use config::{Config, ConfigError, Environment, File};
use serde::Deserialize;
use dotenv::dotenv;
use jsonwebtoken::DecodingKey;
use std::{env, fmt, str::FromStr};
use zeroize::Zeroizing;

#[derive(Debug, Deserialize, Clone, PartialEq)]
#[serde(rename_all = "lowercase")]
pub enum AppEnvironment {
    Development,
    Production,
    Testing,
}

impl FromStr for AppEnvironment {
    type Err = ConfigError;

    fn from_str(s: &str) -> Result<Self, Self::Err> {
        match s.to_lowercase().as_str() {
            "development" => Ok(AppEnvironment::Development),
            "production" => Ok(AppEnvironment::Production),
            "testing" => Ok(AppEnvironment::Testing),
            _ => Err(ConfigError::Message(format!("Invalid environment: {}", s))),
        }
    }
}

#[derive(Deserialize, Clone)]
#[serde(rename_all = "snake_case")]
pub struct AppConfig {
    #[serde(default = "default_env")]
    pub env: AppEnvironment,

    #[serde(default = "default_name")]
    pub name: String,

    #[serde(default = "default_port")]
    pub port: u16,

    #[serde(default = "default_host")]
    pub host: String,

    #[serde(default = "default_worker_count")]
    pub worker_count: usize,

    #[serde(default)]
    pub database_url: String,

    #[serde(default = "default_database_max_connections")]
    pub database_max_connections: u32,

    #[serde(default = "default_cors_origins")]
    pub cors_allowed_origins: Vec<String>,

    #[serde(default)]
    pub jwt_secret: String,

    /// Public origin of the SPA, used for sitemap and robots.txt links.
    #[serde(default = "default_site_url")]
    pub site_url: String,

    #[serde(default = "default_feed_title")]
    pub feed_title: String,

    #[serde(default = "default_feed_description")]
    pub feed_description: String,

    #[serde(default = "default_feed_language")]
    pub feed_language: String,

    #[serde(default = "default_feed_copyright_holder")]
    pub feed_copyright_holder: String,
}

fn default_env() -> AppEnvironment {
    AppEnvironment::Development
}
fn default_name() -> String {
    "Blog-API".to_string()
}
fn default_port() -> u16 {
    8080
}
fn default_host() -> String {
    "127.0.0.1".to_string()
}
fn default_worker_count() -> usize {
    num_cpus::get()
}
fn default_database_max_connections() -> u32 {
    10
}
fn default_cors_origins() -> Vec<String> {
    vec!["*".to_string()]
}
fn default_site_url() -> String {
    "https://i.in".to_string()
}
fn default_feed_title() -> String {
    "ichiyo.in Blog".to_string()
}
fn default_feed_description() -> String {
    "记录 / 分享 / 唠嗑 / 闲聊".to_string()
}
fn default_feed_language() -> String {
    "zh-cn".to_string()
}
fn default_feed_copyright_holder() -> String {
    "ichiyo.in".to_string()
}

impl AppConfig {
    pub fn new() -> Result<Self, ConfigError> {
        dotenv().ok();

        let raw_env = env::var("APP_ENV").unwrap_or_else(|_| "development".into());
        let env_name = AppEnvironment::from_str(&raw_env)
            .map_err(|_| ConfigError::Message(format!("Invalid APP_ENV value: {}", raw_env)))?;

        let builder = Config::builder()
            .add_source(File::with_name("config/default").required(false))
            .add_source(File::with_name(&format!("config/{}", env_name)).required(false))
            .add_source(
                Environment::with_prefix("APP")
                    .prefix_separator("_")
                    .try_parsing(true)
                    .list_separator(",")
                    .with_list_parse_key("cors_allowed_origins")
                    .ignore_empty(true),
            );

        let mut config: Self = builder.build()?.try_deserialize()?;

        config.env = env_name;

        config.database_url = fill_or_env(config.database_url, "APP_DATABASE_URL")?;
        config.jwt_secret = fill_or_env(config.jwt_secret, "APP_JWT_SECRET")?;

        config.validate()?;
        Ok(config)
    }

    pub fn validate(&self) -> Result<(), ConfigError> {
        let mut errors = Vec::new();

        if self.database_url.trim().is_empty() {
            errors.push("DATABASE_URL cannot be empty");
        }
        if self.database_max_connections == 0 {
            errors.push("DATABASE_MAX_CONNECTIONS must be positive");
        }
        if self.jwt_secret.len() < 32 {
            errors.push("JWT_SECRET must be at least 32 characters");
        }
        if url::Url::parse(&self.site_url).is_err() {
            errors.push("SITE_URL must be an absolute URL");
        }
        if self.is_production() && self.cors_origins().iter().any(|o| o == "*") {
            errors.push("Wildcard CORS (*) is not allowed in production");
        }

        if errors.is_empty() {
            Ok(())
        } else {
            Err(ConfigError::Message(errors.join(", ")))
        }
    }

    pub fn is_production(&self) -> bool {
        self.env == AppEnvironment::Production
    }

    pub fn cors_origins(&self) -> Vec<String> {
        self.cors_allowed_origins
            .iter()
            .flat_map(|origin| origin.split(','))
            .map(|s| s.trim().to_string())
            .filter(|s| !s.is_empty())
            .collect()
    }

    /// `site_url` without a trailing slash, ready for path concatenation.
    pub fn site_origin(&self) -> String {
        self.site_url.trim_end_matches('/').to_string()
    }
}

fn fill_or_env(current: String, env_key: &str) -> Result<String, ConfigError> {
    if current.trim().is_empty() {
        env::var(env_key).map_err(|_| ConfigError::Message(format!("{env_key} must be set")))
    } else {
        Ok(current)
    }
}

impl fmt::Display for AppEnvironment {
    fn fmt(&self, f: &mut fmt::Formatter<'_>) -> fmt::Result {
        let s = match self {
            AppEnvironment::Development => "development",
            AppEnvironment::Production => "production",
            AppEnvironment::Testing => "testing",
        };
        write!(f, "{s}")
    }
}

trait Redact {
    fn redact(&self) -> &str;
}

impl Redact for str {
    fn redact(&self) -> &str {
        if self.is_empty() {
            "[MISSING]"
        } else if self.len() < 32 {
            "[TOO_SHORT]"
        } else {
            "[REDACTED]"
        }
    }
}

impl Redact for String {
    fn redact(&self) -> &str {
        self.as_str().redact()
    }
}

impl fmt::Debug for AppConfig {
    fn fmt(&self, f: &mut fmt::Formatter<'_>) -> fmt::Result {
        f.debug_struct("AppConfig")
            .field("env", &self.env)
            .field("name", &self.name)
            .field("port", &self.port)
            .field("host", &self.host)
            .field("worker_count", &self.worker_count)
            .field("database_url", &self.database_url.redact())
            .field("database_max_connections", &self.database_max_connections)
            .field("cors_allowed_origins", &self.cors_allowed_origins)
            .field("jwt_secret", &self.jwt_secret.redact())
            .field("site_url", &self.site_url)
            .field("feed_language", &self.feed_language)
            .finish()
    }
}

/// Verification key for session tokens minted by the auth provider.
#[derive(Clone)]
pub struct JwtKeys {
    pub decoding: DecodingKey,
}

impl From<&AppConfig> for JwtKeys {
    fn from(config: &AppConfig) -> Self {
        let jwt_secret = Zeroizing::new(config.jwt_secret.clone());

        JwtKeys {
            decoding: DecodingKey::from_secret(jwt_secret.as_bytes()),
        }
    }
}

impl fmt::Debug for JwtKeys {
    fn fmt(&self, f: &mut fmt::Formatter<'_>) -> fmt::Result {
        f.debug_struct("JwtKeys")
            .field("decoding", &"[REDACTED]")
            .finish()
    }
}

#[cfg(test)]
mod tests {
    use super::*;

    fn base_config() -> AppConfig {
        AppConfig {
            env: AppEnvironment::Testing,
            name: "Blog-API".into(),
            port: 0,
            host: "127.0.0.1".into(),
            worker_count: 1,
            database_url: "postgres://localhost/blog_test".into(),
            database_max_connections: 2,
            cors_allowed_origins: vec!["*".into()],
            jwt_secret: "a_secret_that_is_comfortably_longer_than_32_chars".into(),
            site_url: "https://example.com/".into(),
            feed_title: default_feed_title(),
            feed_description: default_feed_description(),
            feed_language: default_feed_language(),
            feed_copyright_holder: default_feed_copyright_holder(),
        }
    }

    #[test]
    fn accepts_complete_config() {
        assert!(base_config().validate().is_ok());
    }

    #[test]
    fn rejects_short_secret_and_bad_site_url_together() {
        let mut config = base_config();
        config.jwt_secret = "short".into();
        config.site_url = "not a url".into();

        let err = config.validate().unwrap_err().to_string();
        assert!(err.contains("JWT_SECRET"));
        assert!(err.contains("SITE_URL"));
    }

    #[test]
    fn production_forbids_wildcard_cors() {
        let mut config = base_config();
        config.env = AppEnvironment::Production;
        config.cors_allowed_origins = vec!["https://a.com, *".into()];

        assert!(config.validate().is_err());
    }

    #[test]
    fn site_origin_drops_trailing_slash() {
        assert_eq!(base_config().site_origin(), "https://example.com");
    }

    #[test]
    fn debug_output_redacts_secrets() {
        let rendered = format!("{:?}", base_config());
        assert!(rendered.contains("[REDACTED]"));
        assert!(!rendered.contains("comfortably"));
    }
}
use chrono::{DateTime, Utc};
use serde::{Deserialize, Serialize};
use validator::Validate;

use crate::entities::{
    option_fields::OptionField,
    project::{validate_optional_url, validate_required_text},
};

#[derive(Debug, Clone, PartialEq, Serialize, sqlx::FromRow)]
#[serde(rename_all = "camelCase")]
pub struct Slide {
    pub id: i32,
    pub title: String,
    pub src: String,
    pub button: Option<String>,
    pub link: Option<String>,
    pub new_tab: bool,
    pub order: i32,
    pub created_at: DateTime<Utc>,
    pub updated_at: DateTime<Utc>,
}

#[derive(Debug, Deserialize, Validate)]
#[serde(rename_all = "camelCase")]
pub struct NewSlideRequest {
    #[validate(length(min = 1, max = 120))]
    pub title: String,

    #[validate(length(min = 1, message = "Image source is required"))]
    pub src: String,

    #[validate(length(max = 40))]
    pub button: Option<String>,

    pub link: Option<String>,

    pub new_tab: Option<bool>,

    pub order: Option<i32>,
}

#[derive(Debug, Deserialize, Validate, Default)]
#[serde(default, rename_all = "camelCase")]
pub struct UpdateSlideRequest {
    #[validate(custom(function = "validate_required_text"))]
    pub title: OptionField<String>,

    #[validate(custom(function = "validate_required_text"))]
    pub src: OptionField<String>,

    pub button: OptionField<String>,

    #[validate(custom(function = "validate_optional_url"))]
    pub link: OptionField<String>,

    pub new_tab: OptionField<bool>,

    pub order: OptionField<i32>,
}

impl Slide {
    /// Empty optional strings are stored by some clients; expose them as absent.
    pub fn normalized(mut self) -> Self {
        self.button = self.button.filter(|s| !s.is_empty());
        self.link = self.link.filter(|s| !s.is_empty());
        self
    }
}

Task instructions
Lines holding the word "length" should be copied from the entries above.

Reply to the exercise
    #[validate(length(min = 1, max = 120))]
    #[validate(length(min = 1, message = "Image source is required"))]
    #[validate(length(max = 40))]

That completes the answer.